I trusted you. You said that I would be given valium to reduce anxiety, and local anesthetic to reduce the gag reflex. You may not have said that I would be too drugged to care what was done to me, but that was the impression I got.

When the surgery happened, I was put in wrist restraints (surprise!) I gather that you avoid telling patients about this in advance in order to reduce anxiety. There are other ways to keep hands away from the abdomen, and I surmise that the real reason for the restraints is to prevent people from trying to grab the probe that is inserted in their throat. But the restraints did not worry me, for I still trusted you.

I heard you give the order to administer some kind of drug. Perhaps it was the valium. It did not change my mental state at all, it only made me yet weaker and perhaps drowsy.

A process suggestion: If you do give any drugs intended to reduce anxiety (and I have no experience to indicate that you do), please 'test' the patient with conversation and mildly alarming actions to determine if they are 'stoned' yet.

I have a major speech impairment, and many of your other patients probably do too. A process suggestion: Institute a way to communicate with the patient to determine if they have urgent concerns. Prearrange some signals. I could have pulled on a cord or dropped something loud.

Yes, these suggestions increase the length of the procedure, and yes, it might induce some few patients to stall, or even get more anxious. But you're a professional, and you can handle those situations adroitly.

As I mentioned, the valium, if there was any, did not change my mental state at all. But I was calm, because I had confidence in you. There was no local anesthetic to reduce my gag reflex. You folks did not announce any, and did not apply anything to the back of my mouth.
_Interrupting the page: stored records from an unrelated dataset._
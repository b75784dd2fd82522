//! Search service: read-only access to the document index.

use crate::config::Config;
use crate::opensearch::query::{build_filters_body, build_stats_body, build_suggest_body};
use crate::opensearch::{OpenSearchError, OpenSearchService, SearchParams, build_search_body};
use crate::search::stats::{IndexStats, parse_index_stats};
use async_trait::async_trait;
use serde_json::{Map, Value};
use std::path::{Path, PathBuf};
use std::sync::atomic::{AtomicBool, Ordering};
use thiserror::Error;

/// Errors emitted while serving search requests.
#[derive(Debug, Error)]
pub enum SearchError {
    /// The search engine rejected or failed the request.
    #[error("Search engine request failed: {0}")]
    Engine(#[from] OpenSearchError),
}

/// Abstraction over the index used by the HTTP surface.
#[async_trait]
pub trait SearchApi: Send + Sync {
    /// Run a filtered full-text search and return the engine response unmodified.
    async fn search(&self, params: SearchParams) -> Result<Value, SearchError>;

    /// Available level1/level2 values as engine aggregations.
    async fn filters(&self) -> Result<Value, SearchError>;

    /// Title suggestions for a prefix, as `{ id, ..source }` objects.
    async fn suggest(&self, prefix: &str) -> Result<Vec<Value>, SearchError>;

    /// Stored record of a single document.
    async fn document(&self, id: &str) -> Result<Value, SearchError>;

    /// Document counts per level as seen by the index.
    async fn index_stats(&self) -> Result<IndexStats, SearchError>;

    /// Folder that served files must live under.
    fn doc_root(&self) -> &Path;
}

/// [`SearchApi`] backed by OpenSearch.
pub struct SearchService {
    opensearch: OpenSearchService,
    doc_root: PathBuf,
    highlight_configured: AtomicBool,
}

impl SearchService {
    /// Build the service and verify that the search engine answers.
    pub async fn connect(config: &Config) -> Result<Self, SearchError> {
        let opensearch = OpenSearchService::new(config)?;
        opensearch.ping().await?;
        tracing::info!(index = %opensearch.index_name(), "Search engine reachable");
        Ok(Self::with_client(opensearch, config.doc_root.clone()))
    }

    /// Wrap an existing client without probing it.
    pub fn with_client(opensearch: OpenSearchService, doc_root: PathBuf) -> Self {
        Self {
            opensearch,
            doc_root,
            highlight_configured: AtomicBool::new(false),
        }
    }

    async fn ensure_highlight_settings(&self) {
        if self.highlight_configured.load(Ordering::Relaxed) {
            return;
        }
        if self.opensearch.raise_highlight_limit().await {
            self.highlight_configured.store(true, Ordering::Relaxed);
        }
    }
}

#[async_trait]
impl SearchApi for SearchService {
    async fn search(&self, params: SearchParams) -> Result<Value, SearchError> {
        self.ensure_highlight_settings().await;
        let body = build_search_body(&params);
        tracing::debug!(
            q = %params.q,
            level1 = ?params.level1,
            level2 = ?params.level2,
            from = params.from,
            size = params.size,
            "Search request"
        );
        Ok(self.opensearch.search(&body).await?)
    }

    async fn filters(&self) -> Result<Value, SearchError> {
        let response = self.opensearch.search(&build_filters_body()).await?;
        Ok(response
            .get("aggregations")
            .cloned()
            .unwrap_or_else(|| Value::Object(Map::new())))
    }

    async fn suggest(&self, prefix: &str) -> Result<Vec<Value>, SearchError> {
        let response = self.opensearch.search(&build_suggest_body(prefix)).await?;
        Ok(suggestions_from_hits(&response))
    }

    async fn document(&self, id: &str) -> Result<Value, SearchError> {
        Ok(self.opensearch.get_document(id).await?)
    }

    async fn index_stats(&self) -> Result<IndexStats, SearchError> {
        let response = self.opensearch.search(&build_stats_body()).await?;
        Ok(parse_index_stats(&response))
    }

    fn doc_root(&self) -> &Path {
        &self.doc_root
    }
}

/// Flatten `hits.hits[]` into `{ "id": _id, ..._source }` objects.
pub fn suggestions_from_hits(response: &Value) -> Vec<Value> {
    response["hits"]["hits"]
        .as_array()
        .map(|hits| {
            hits.iter()
                .map(|hit| {
                    let mut entry = Map::new();
                    entry.insert("id".into(), hit["_id"].clone());
                    if let Some(source) = hit["_source"].as_object() {
                        for (key, value) in source {
                            entry.insert(key.clone(), value.clone());
                        }
                    }
                    Value::Object(entry)
                })
                .collect()
        })
        .unwrap_or_default()
}

#[cfg(test)]
mod tests {
    use super::*;
    use crate::retry::RetryPolicy;
    use httpmock::{Method::POST, Method::PUT, MockServer};
    use reqwest::Client;
    use serde_json::json;

    fn service_for(server: &MockServer) -> SearchService {
        SearchService::with_client(
            OpenSearchService {
                client: Client::builder()
                    .user_agent("ndf-search-test")
                    .build()
                    .expect("client"),
                base_url: server.base_url(),
                index: "ndf-docs".into(),
                retry: RetryPolicy::none(),
            },
            PathBuf::from("/data"),
        )
    }

    #[test]
    fn suggestions_merge_id_and_source() {
        let response = json!({
            "hits": { "hits": [
                { "_id": "a1", "_source": { "title": "Taxi", "level1": "2023" } },
                { "_id": "b2" }
            ] }
        });
        assert_eq!(
            suggestions_from_hits(&response),
            vec![
                json!({ "id": "a1", "title": "Taxi", "level1": "2023" }),
                json!({ "id": "b2" })
            ]
        );
        assert!(suggestions_from_hits(&json!({})).is_empty());
    }

    #[tokio::test]
    async fn search_sends_level_filters_and_passes_response_through() {
        let server = MockServer::start_async().await;
        server
            .mock_async(|when, then| {
                when.method(PUT).path("/ndf-docs/_settings");
                then.status(200).json_body(json!({ "acknowledged": true }));
            })
            .await;
        let search = server
            .mock_async(|when, then| {
                when.method(POST)
                    .path("/ndf-docs/_search")
                    .body_contains(r#"{"terms":{"level1":["2023"]}}"#)
                    .body_contains(r#"{"terms":{"level2":["Mars"]}}"#);
                then.status(200).json_body(json!({
                    "hits": { "total": { "value": 1 }, "hits": [{ "_id": "x" }] },
                    "custom": "kept"
                }));
            })
            .await;

        let response = service_for(&server)
            .search(SearchParams {
                q: "taxi".into(),
                level1: vec!["2023".into()],
                level2: vec!["Mars".into()],
                ..Default::default()
            })
            .await
            .expect("search");

        search.assert();
        assert_eq!(response["custom"], "kept");
        assert_eq!(response["hits"]["hits"][0]["_id"], "x");
    }

    #[tokio::test]
    async fn filters_return_aggregations_only() {
        let server = MockServer::start_async().await;
        server
            .mock_async(|when, then| {
                when.method(POST).path("/ndf-docs/_search");
                then.status(200).json_body(json!({
                    "hits": { "hits": [] },
                    "aggregations": { "by_level1": { "buckets": [] } }
                }));
            })
            .await;

        let filters = service_for(&server).filters().await.expect("filters");
        assert_eq!(filters, json!({ "by_level1": { "buckets": [] } }));
    }

    #[tokio::test]
    async fn engine_errors_keep_status() {
        let server = MockServer::start_async().await;
        server
            .mock_async(|when, then| {
                when.method(POST).path("/ndf-docs/_search");
                then.status(400).body("parsing_exception");
            })
            .await;

        let error = service_for(&server)
            .suggest("no")
            .await
            .expect_err("should fail");
        match error {
            SearchError::Engine(OpenSearchError::UnexpectedStatus { status, body }) => {
                assert_eq!(status.as_u16(), 400);
                assert_eq!(body, "parsing_exception");
            }
            other => panic!("unexpected error: {other:?}"),
        }
    }
}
What happened next was torture. You're familiar, from the news, with 'waterboarding' -- making someone think they are drowning. The probe was put down my throat, and I did manage to endure that. But I have a lot of saliva, and I have a weak palate that tends to close, like a flap, over my airways -- including the ones from the nose. I had recently had an episode of near-asphyxiation in which thick saliva combined with the weak palate to nearly strangle me to death. As you might imagine, that was unpleasant.

After the probe was out, the saliva pooled over my air access. Each time, I was able to cough it away. However, each time I was about to draw a breathe after the cough, cruel irony made one of your staff immediately suction me. She saw the cough as a signal that I needed suction. The suction blocked my airway, and redistributed the saliva over my airway. That's not what is supposed to happen, but it did. She was trying to help me, but she prevented me from breathing enough air. Each time I exhaled, I looked in her eyes and tried to form the word "air!" She never understood, nor showed any interest that I might be trying to say something. My guess is that she thought she was dealing with yet another overanxious patient.

It's not sufficient for you to say that you monitored my blood oxygen level and that it remained ideal. If that's sufficient, then let me hook you to a machine that oxygenates your blood, while I tie a plastic bag over your head. The sensation of asphyxiation is very real.

It's also not sufficient for you to remind me that you warned me that nobody likes having the probe down their throat. As I mentioned, I endured the probe, unpleasant as it was. The well-intended waterboarding afterwards was the real torment.

Please do not narrow this down to an issue with the suctioner. You are responsible for the entire procedure, including the lack of communication.

I repeat that some form of patient feedback during the procedure is essential.

I do not appreciate your comment the day after the procedure, where you said I have a need for control, and that at a certain point, your team had to take control of me, which I must have found unpleasant. I am not the problem. My need for control was overridden by my trust in you. I trusted you, and you tortured me.

As it now stands, I would not urge fellow patients to have a PEG. If you can assure me in writing that you have implemented my process suggestions, I may change my mind.

I understand that the PEG tube wears out after a year or so, and needs to be replaced by a similar procedure. I fear that procedure and am of half a mind to refuse it, regardless of consequences.

I know that you're not in charge of PEG design, but I have a suggestion anyway: See if you can encourage the development of a PEG that has a tube that can be replaced by an external procedure. In my mind I see the a hollow, hard plastic tube with appropriate ridges protruding from the abdomen. Onto this would be mounted the flexible PEG tube, with appropriate clamps. If such a PEG exists, offer it as an option to patients. I predict a 100-percent adoption rate. The current design is asinine, as it requires surgical replacement.

I hope that you are the surgeon of my first impression, who, rather than dismiss these comments intended to improve your future treatment of patients, will find value in them.